Guy Van Duser was born in 1948, the son of a concert pianist and a food service worker. As a perceptive, impressionable youngster in upstate New York, he received some instruction on piano and accordion and engaged in guitar duets with his father while coming up under the influence of dad's collection of phonograph records and music taped off of the radio. It was through a taped broadcast that young Van Duser first heard a portion of Atkins' Finger Style Guitar album; the first Atkins LP that he actually owned was Chet Atkins' Workshop, which notably consists of pop and jazz standards. When Van Duser eventually met his idol, he showed off a bit by perfectly replicating a complex passage from one of the Atkins' albums that had originally inspired him to become a professional musician. Legend has it that Atkins paled visibly, sat down and looked at Van Duser with mingled admiration and awe as he said "kid, that album was overdubbed!" Atkins was also wowed by Van Duser's solo guitar arrangement of John Philip Sousa's "Stars and Stripes Forever," and quickly developed his own version of that tried-and-true crowd pleaser, during which one guitar is made to sound like an entire marching band.

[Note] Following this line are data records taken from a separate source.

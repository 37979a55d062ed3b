#![deny(
    unsafe_code,
    missing_docs,
    dead_code,
    unused_results,
    non_snake_case,
    unreachable_pub
)]

//! Enemy population: timed group spawns near the map corners, a difficulty
//! ramp, and the per-tick slime AI.

mod slime;

use basecamp_defence_core::{
    BasecampQuery, BodyHandle, Engine, EnemyRoster, Event, GameConfig, PhysicsGroup, PlayerQuery,
    SlimeConfig, SpawnerConfig, Task, TimerHandle, Vec2,
};
use rand::{Rng, SeedableRng};
use rand_chacha::ChaCha8Rng;

pub use slime::{Slime, Strike};

/// Groups every live slime collides with.
const SOLID_NEIGHBOURS: [PhysicsGroup; 6] = [
    PhysicsGroup::Trees,
    PhysicsGroup::Rocks,
    PhysicsGroup::Walls,
    PhysicsGroup::Doors,
    PhysicsGroup::Enemies,
    PhysicsGroup::Towers,
];

/// Owns every slime and the timers that grow the population.
#[derive(Debug)]
pub struct EnemyManager {
    slimes: Vec<Slime>,
    slime_config: SlimeConfig,
    spawner: SpawnerConfig,
    slimes_per_spawn: u32,
    spawn_timer: Option<TimerHandle>,
    difficulty_timer: Option<TimerHandle>,
    rng: ChaCha8Rng,
}

impl EnemyManager {
    /// Creates an empty manager whose spawn positions are drawn from `seed`.
    #[must_use]
    pub fn new(slime_config: SlimeConfig, spawner: SpawnerConfig, seed: u64) -> Self {
        Self {
            slimes: Vec::new(),
            slime_config,
            slimes_per_spawn: spawner.initial_slimes_per_spawn,
            spawner,
            spawn_timer: None,
            difficulty_timer: None,
            rng: ChaCha8Rng::seed_from_u64(seed),
        }
    }

    /// Creates a manager from the relevant sections of a game configuration.
    #[must_use]
    pub fn from_config(config: &GameConfig) -> Self {
        Self::new(config.slime.clone(), config.spawner.clone(), config.seed)
    }

    /// Arms the repeating spawn and difficulty timers and spawns the first group at once.
    pub fn setup_spawner(
        &mut self,
        engine: &mut dyn Engine,
        player: &dyn PlayerQuery,
        out: &mut Vec<Event>,
    ) {
        self.cancel_timers(engine);
        self.spawn_timer =
            Some(engine.schedule_repeating(self.spawner.spawn_interval, Task::SpawnSlimeGroup));
        self.spawn_slime_group(engine, player, out);
        self.difficulty_timer = Some(
            engine.schedule_repeating(self.spawner.difficulty_interval, Task::IncreaseDifficulty),
        );
    }

    /// Spawns up to `slimes_per_spawn` slimes in one randomly chosen corner region.
    ///
    /// Nothing spawns without a player, and the group is cut short once the
    /// active population reaches the cap.
    pub fn spawn_slime_group(
        &mut self,
        engine: &mut dyn Engine,
        player: &dyn PlayerQuery,
        out: &mut Vec<Event>,
    ) {
        if player.player_body().is_none() {
            log::trace!("skipping slime spawn: no player");
            return;
        }

        let mut active = self.active_count(engine);
        if active >= self.spawner.max_enemies {
            return;
        }

        let regions = self.spawn_regions(engine.bounds());
        let origin = regions[self.rng.gen_range(0..regions.len())];

        let mut spawned = 0_u32;
        for _ in 0..self.slimes_per_spawn {
            if active >= self.spawner.max_enemies {
                break;
            }

            let at = self.spawn_point(origin);
            let slime = Slime::spawn(engine, at, &self.slime_config);
            engine.add_to_group(slime.body(), PhysicsGroup::Enemies);
            out.push(Event::SlimeSpawned {
                slime: slime.body(),
                at,
            });
            self.slimes.push(slime);
            active += 1;
            spawned += 1;
        }

        log::debug!("spawned {spawned} slimes near {origin:?}, {active} active");
    }

    /// Top-left corners of the four spawn regions, clockwise from the top left.
    fn spawn_regions(&self, bounds: Vec2) -> [Vec2; 4] {
        let near = self.spawner.corner_inset;
        let far = bounds - Vec2::splat(self.spawner.corner_inset + self.spawner.area_size);
        [
            Vec2::new(near, near),
            Vec2::new(far.x, near),
            Vec2::new(near, far.y),
            Vec2::new(far.x, far.y),
        ]
    }

    /// Random point in the region at `origin`, jittered on both axes.
    ///
    /// Degenerate regions and jitter collapse to their origin instead of
    /// sampling an empty range.
    fn spawn_point(&mut self, origin: Vec2) -> Vec2 {
        let area = self.spawner.area_size;
        let jitter = self.spawner.jitter;
        let x = sample_span(&mut self.rng, origin.x, area);
        let y = sample_span(&mut self.rng, origin.y, area);
        let offset = Vec2::new(
            sample_jitter(&mut self.rng, jitter),
            sample_jitter(&mut self.rng, jitter),
        );
        Vec2::new(x, y) + offset
    }

    /// Adds one slime to every future group. The ramp has no ceiling.
    pub fn increase_difficulty(&mut self, out: &mut Vec<Event>) {
        self.slimes_per_spawn = self.slimes_per_spawn.saturating_add(1);
        log::info!(
            "Difficulty increased: Spawning {} slimes every {}s",
            self.slimes_per_spawn,
            self.spawner.spawn_interval.as_secs_f32()
        );
        out.push(Event::DifficultyIncreased {
            slimes_per_spawn: self.slimes_per_spawn,
        });
    }

    /// Number of slimes each spawn currently produces.
    #[must_use]
    pub const fn slimes_per_spawn(&self) -> u32 {
        self.slimes_per_spawn
    }

    /// Drops destroyed slimes, then advances every remaining slime's AI.
    pub fn update(
        &mut self,
        engine: &mut dyn Engine,
        player: &dyn PlayerQuery,
        basecamp: &dyn BasecampQuery,
    ) {
        let live = &*engine;
        self.slimes.retain(|slime| slime.is_active(live));
        for slime in &mut self.slimes {
            slime.update(engine, player, basecamp);
        }
    }

    /// Registers slime collisions with scenery, walls, doors, towers, and each other.
    pub fn setup_collisions(&self, engine: &mut dyn Engine) {
        for group in SOLID_NEIGHBOURS {
            engine.register_collider(PhysicsGroup::Enemies, group);
        }
    }

    /// Applies the player's melee damage to the slime owning `target`.
    pub fn handle_player_attack(
        &mut self,
        engine: &mut dyn Engine,
        target: BodyHandle,
        player: &dyn PlayerQuery,
        out: &mut Vec<Event>,
    ) {
        if !self.apply_damage(engine, target, player.attack_damage(), out) {
            log::trace!("player attack on {target:?} found no slime");
        }
    }

    /// Finds the live slime owning `body`.
    #[must_use]
    pub fn find_slime_by_body(&self, body: BodyHandle) -> Option<&Slime> {
        self.slimes
            .iter()
            .find(|slime| slime.body() == body && !slime.is_destroyed())
    }

    fn find_slime_mut(&mut self, body: BodyHandle) -> Option<&mut Slime> {
        self.slimes
            .iter_mut()
            .find(|slime| slime.body() == body && !slime.is_destroyed())
    }

    /// Slimes that are alive right now.
    #[must_use]
    pub fn active_slimes(&self, engine: &dyn Engine) -> Vec<&Slime> {
        self.slimes
            .iter()
            .filter(|slime| slime.is_active(engine))
            .collect()
    }

    /// Bodies of the slimes that are alive right now.
    #[must_use]
    pub fn active_bodies(&self, engine: &dyn Engine) -> Vec<BodyHandle> {
        self.slimes
            .iter()
            .filter(|slime| slime.is_active(engine))
            .map(Slime::body)
            .collect()
    }

    /// Number of slimes that are alive right now.
    #[must_use]
    pub fn active_count(&self, engine: &dyn Engine) -> usize {
        self.slimes
            .iter()
            .filter(|slime| slime.is_active(engine))
            .count()
    }

    /// Lands the delayed strike of `slime`, if it is still valid.
    pub fn resolve_strike(
        &mut self,
        engine: &dyn Engine,
        slime: BodyHandle,
        basecamp: &dyn BasecampQuery,
    ) -> Option<Strike> {
        self.find_slime_mut(slime)?.resolve_strike(engine, basecamp)
    }

    /// Clears the damage flash of the slime owning `body`.
    ///
    /// Returns `false` when no live slime owns the body.
    pub fn clear_flash(&self, engine: &mut dyn Engine, body: BodyHandle) -> bool {
        match self.find_slime_by_body(body) {
            Some(slime) => {
                slime.clear_flash(engine);
                true
            }
            None => false,
        }
    }

    /// Cancels both timers and removes every slime without dropping pickups.
    pub fn shutdown(&mut self, engine: &mut dyn Engine) {
        self.cancel_timers(engine);
        for slime in &mut self.slimes {
            if !slime.is_destroyed() {
                slime.discard(engine);
            }
        }
        self.slimes.clear();
    }

    fn cancel_timers(&mut self, engine: &mut dyn Engine) {
        for timer in [self.spawn_timer.take(), self.difficulty_timer.take()]
            .into_iter()
            .flatten()
        {
            let _ = engine.cancel(timer);
        }
    }
}

impl EnemyRoster for EnemyManager {
    fn contains(&self, body: BodyHandle) -> bool {
        self.find_slime_by_body(body).is_some()
    }

    fn apply_damage(
        &mut self,
        engine: &mut dyn Engine,
        body: BodyHandle,
        amount: u32,
        out: &mut Vec<Event>,
    ) -> bool {
        match self.find_slime_mut(body) {
            Some(slime) => slime.take_damage(engine, amount, out),
            None => false,
        }
    }
}

fn sample_span(rng: &mut ChaCha8Rng, start: f32, span: f32) -> f32 {
    let end = start + span;
    if span > 0.0 && start.is_finite() && end.is_finite() {
        rng.gen_range(start..=end)
    } else {
        start
    }
}

fn sample_jitter(rng: &mut ChaCha8Rng, jitter: f32) -> f32 {
    if jitter > 0.0 && jitter.is_finite() {
        rng.gen_range(-jitter..=jitter)
    } else {
        0.0
    }
}
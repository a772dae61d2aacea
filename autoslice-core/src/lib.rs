#![doc = "autoslice-core: core pipeline library for autoslice."]

//! This crate contains all the pipeline logic, data models and external-tool
//! contracts for autoslice. Endpoint-specific upload clients are not included
//! here; they live in the CLI crate behind the [`contract::PrintQueue`] trait.
//!
//! # Usage
//! Add this as a dependency for all shared inventory, conversion, slicing,
//! packing and scheduling code.

pub mod batch;
pub mod config;
pub mod contract;
pub mod convert;
pub mod inventory;
pub mod pipeline;
pub mod schedule;
pub mod slice;
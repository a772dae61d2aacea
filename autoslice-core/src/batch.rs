//! Batch packing: group part instances into print jobs that fit the bed.
//!
//! Greedy first-fit by descending footprint area. The area check is a simple
//! additive budget against the bed area, not true 2D packing; height is
//! bounded by the tallest member since everything on one plate prints
//! together. Identical inputs always produce identical batches: the sort is
//! stable and ties break on `(name, instance)`.

use std::cmp::Ordering;

use serde::Serialize;
use tracing::{info, warn};

use crate::config::{PlateTimePolicy, PrinterLimits};
use crate::inventory::Part;
use crate::slice::SliceRecord;

/// One part instance placed in a batch. `instance` is 1-based and unique per
/// part within a run.
#[derive(Debug, Clone, PartialEq, Eq, Serialize)]
pub struct PlacedInstance {
    pub part: String,
    pub instance: u32,
}

/// A set of part instances grouped for one continuous print.
#[derive(Debug, Clone, PartialEq)]
pub struct JobBatch {
    pub members: Vec<PlacedInstance>,
    pub used_area_mm2: f64,
    pub max_height_mm: f64,
    pub duration_s: u64,
    pub cost: f64,
}

/// A part whose single instance can never fit the build volume.
#[derive(Debug, Clone, PartialEq, Eq)]
pub struct UnbatchableError {
    pub part: String,
    pub reason: String,
}

impl std::fmt::Display for UnbatchableError {
    fn fmt(&self, f: &mut std::fmt::Formatter<'_>) -> std::fmt::Result {
        write!(f, "part '{}' cannot be batched: {}", self.part, self.reason)
    }
}

impl std::error::Error for UnbatchableError {}

#[derive(Debug, Clone, PartialEq)]
pub struct PackOutcome {
    /// Batches in creation (first-fit) order.
    pub batches: Vec<JobBatch>,
    pub unbatchable: Vec<UnbatchableError>,
}

struct Candidate {
    part: String,
    instance: u32,
    area_mm2: f64,
    height_mm: f64,
    duration_s: u64,
    cost: f64,
}

/// Pack every required instance of every sliced part into job batches.
///
/// Unbatchable parts are reported, not fatal; all other instances are
/// placed, so per-part instance counts across batches equal the required
/// quantity.
pub fn pack<'a>(
    items: impl IntoIterator<Item = (&'a Part, &'a SliceRecord)>,
    limits: &PrinterLimits,
    policy: PlateTimePolicy,
) -> PackOutcome {
    let bed_area = limits.bed_area_mm2();
    let mut unbatchable = Vec::new();
    let mut candidates = Vec::new();

    for (part, record) in items {
        let area = record.footprint.area_mm2();
        if area > bed_area {
            warn!(part = %part.name, area_mm2 = area, bed_area_mm2 = bed_area, "part footprint exceeds bed area");
            unbatchable.push(UnbatchableError {
                part: part.name.clone(),
                reason: format!(
                    "footprint {:.1}mm2 exceeds bed area {:.1}mm2",
                    area, bed_area
                ),
            });
            continue;
        }
        if record.height_mm > limits.max_height_mm {
            warn!(part = %part.name, height_mm = record.height_mm, "part height exceeds build height");
            unbatchable.push(UnbatchableError {
                part: part.name.clone(),
                reason: format!(
                    "height {:.1}mm exceeds build height {:.1}mm",
                    record.height_mm, limits.max_height_mm
                ),
            });
            continue;
        }
        for instance in 1..=part.quantity {
            candidates.push(Candidate {
                part: part.name.clone(),
                instance,
                area_mm2: area,
                height_mm: record.height_mm,
                duration_s: record.duration_s,
                cost: record.cost,
            });
        }
    }

    candidates.sort_by(|a, b| {
        b.area_mm2
            .partial_cmp(&a.area_mm2)
            .unwrap_or(Ordering::Equal)
            .then_with(|| a.part.cmp(&b.part))
            .then_with(|| a.instance.cmp(&b.instance))
    });

    let mut batches: Vec<JobBatch> = Vec::new();
    for cand in candidates {
        let slot = batches.iter_mut().find(|b| {
            b.used_area_mm2 + cand.area_mm2 <= bed_area
                && b.max_height_mm.max(cand.height_mm) <= limits.max_height_mm
        });
        match slot {
            Some(batch) => place(batch, &cand, policy),
            None => {
                let mut batch = JobBatch {
                    members: Vec::new(),
                    used_area_mm2: 0.0,
                    max_height_mm: 0.0,
                    duration_s: 0,
                    cost: 0.0,
                };
                place(&mut batch, &cand, policy);
                batches.push(batch);
            }
        }
    }

    info!(
        batches = batches.len(),
        unbatchable = unbatchable.len(),
        "Packed part instances into job batches"
    );
    PackOutcome {
        batches,
        unbatchable,
    }
}

fn place(batch: &mut JobBatch, cand: &Candidate, policy: PlateTimePolicy) {
    batch.members.push(PlacedInstance {
        part: cand.part.clone(),
        instance: cand.instance,
    });
    batch.used_area_mm2 += cand.area_mm2;
    batch.max_height_mm = batch.max_height_mm.max(cand.height_mm);
    batch.duration_s = match policy {
        PlateTimePolicy::Simultaneous => batch.duration_s.max(cand.duration_s),
        PlateTimePolicy::Sequential => batch.duration_s + cand.duration_s,
    };
    batch.cost += cand.cost;
}
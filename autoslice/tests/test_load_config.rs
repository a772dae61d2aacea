use std::fs::write;

use autoslice::load_config::{load_bom, load_run_config};
use autoslice_core::config::PlateTimePolicy;
use tempfile::NamedTempFile;

const VALID_CONFIG: &str = "\
project_name: clock
work_dir: ./tmp/clock
printer:
  bed_width_mm: 250.0
  bed_depth_mm: 210.0
  max_height_mm: 210.0
material:
  cost_per_mm3: 0.0002
tools:
  converter_bin: step-convert
  slicer_bin: prusa-slicer
  profile: profiles/pla.ini
plate_time: sequential
bom:
  rotor: 2
  cover: 1
";

#[test]
fn loads_valid_config_with_inline_bom() {
    let file = NamedTempFile::new().expect("Creating temp config file failed");
    write(file.path(), VALID_CONFIG).expect("Writing temp config failed");

    let config = load_run_config(file.path()).expect("valid config must load");
    assert_eq!(config.run.project_name, "clock");
    assert_eq!(config.run.printer.bed_width_mm, 250.0);
    assert_eq!(config.run.plate_time, PlateTimePolicy::Sequential);
    // Defaults apply for omitted sections.
    assert_eq!(config.run.retry.max_attempts, 5);
    assert_eq!(config.run.tools.timeout_secs, 600);
    assert!(!config.run.fresh_queue);

    let bom = config.bom().expect("inline BOM must be accepted");
    assert_eq!(bom.get("rotor"), Some(2));
    assert_eq!(bom.get("cover"), Some(1));
}

#[test]
fn rejects_unreadable_config_path() {
    let err = load_run_config("definitely-not-a-config.yaml")
        .expect_err("missing file must fail");
    assert!(err.to_string().contains("Failed to read config file"));
}

#[test]
fn rejects_invalid_yaml() {
    let file = NamedTempFile::new().unwrap();
    write(file.path(), "printer: [not, a, mapping").unwrap();
    let err = load_run_config(file.path()).expect_err("bad YAML must fail");
    assert!(err.to_string().contains("Failed to parse config YAML"));
}

#[test]
fn rejects_non_positive_printer_dimensions() {
    let file = NamedTempFile::new().unwrap();
    write(
        file.path(),
        VALID_CONFIG.replace("bed_width_mm: 250.0", "bed_width_mm: 0.0"),
    )
    .unwrap();
    let err = load_run_config(file.path()).expect_err("zero bed width must fail");
    assert!(err.to_string().contains("printer dimensions"));
}

#[test]
fn config_without_bom_section_requires_bom_flag() {
    let file = NamedTempFile::new().unwrap();
    let without_bom = VALID_CONFIG
        .replace("bom:\n  rotor: 2\n  cover: 1\n", "");
    write(file.path(), without_bom).unwrap();
    let config = load_run_config(file.path()).expect("config without BOM is valid");
    let err = config.bom().expect_err("missing BOM must be reported");
    assert!(err.to_string().contains("--bom"));
}

#[test]
fn loads_bom_file() {
    let file = NamedTempFile::new().unwrap();
    write(file.path(), "rotor: 2\ncover: 1\n").unwrap();
    let bom = load_bom(file.path()).expect("valid BOM must load");
    assert_eq!(bom.len(), 2);
    assert_eq!(bom.get("rotor"), Some(2));
}

#[test]
fn rejects_zero_quantity_in_bom() {
    let file = NamedTempFile::new().unwrap();
    write(file.path(), "rotor: 0\n").unwrap();
    let err = load_bom(file.path()).expect_err("zero quantity must fail");
    assert!(err.to_string().contains("positive"));
}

Van Duser and Novick originally met during the '70s while composing music for two different dance troupes, and found that their ideas, techniques, and temperaments were pleasantly contrasted and unusually compatible. Novick was heard playing pennywhistle on Van Duser's first album, Finger-Style Guitar Solos (Rounder Records 3021), which was recorded in Newton, MA in 1977 except for the definitive version of "Stars and Stripes" which was taped live at the Nameless Coffee House in Harvard Square in May 1976 and closes out side two of the LP. The album cover features a meticulous pen and ink self portrait by Van Duser. Novick may be heard on most of Van Duser's more than ten albums and the two have spent decades touring and entertaining small but appreciative crowds, mainly in churches, coffee houses, and small clubs. Van Duser's second album, Stride Guitar was recorded in 1980, and epitomizes this artist's musical influences and preferences. The title perfectly describes his Harlem stride piano-inspired jazz guitar technique, while the composers tapped for melodies include Fats Waller, Duke Ellington, Richard Whiting, Dorothy Fields, Jimmy McHugh, and Jerome Kern. Released in 1987, American Finger Style Guitar contains excerpts from three early Van Duser albums, which have yet to be reissued in their entirety by Rounder. Van Duser, who also plays piano, bass, mandolin, and electric guitar, collaborated with Novick during the '80s and '90s as arrangers and performers on several albums by vocalists Priscilla Herdman and Jeanie Stahl. Van Duser also wrote arrangements for an album released in 1992 under the name of guitarist Terrence Farrell. In addition to his ongoing partnership with Novick and occasional utility assignments like arranging music for the soundtrack of Sheldon Mirowitz's PBS documentary Columbus and the Age of Discovery, Van Duser serves as part-time professor of the guitar at the Berklee College of Music. ~ arwulf arwulf, All Music Guide


Interview with Guy Van Duser & Billy Novick

The combination of fingerstyle guitar and clarinet is so unique and yet so natural. Did it feel like magic the first time you played together? Did you know that you were onto something?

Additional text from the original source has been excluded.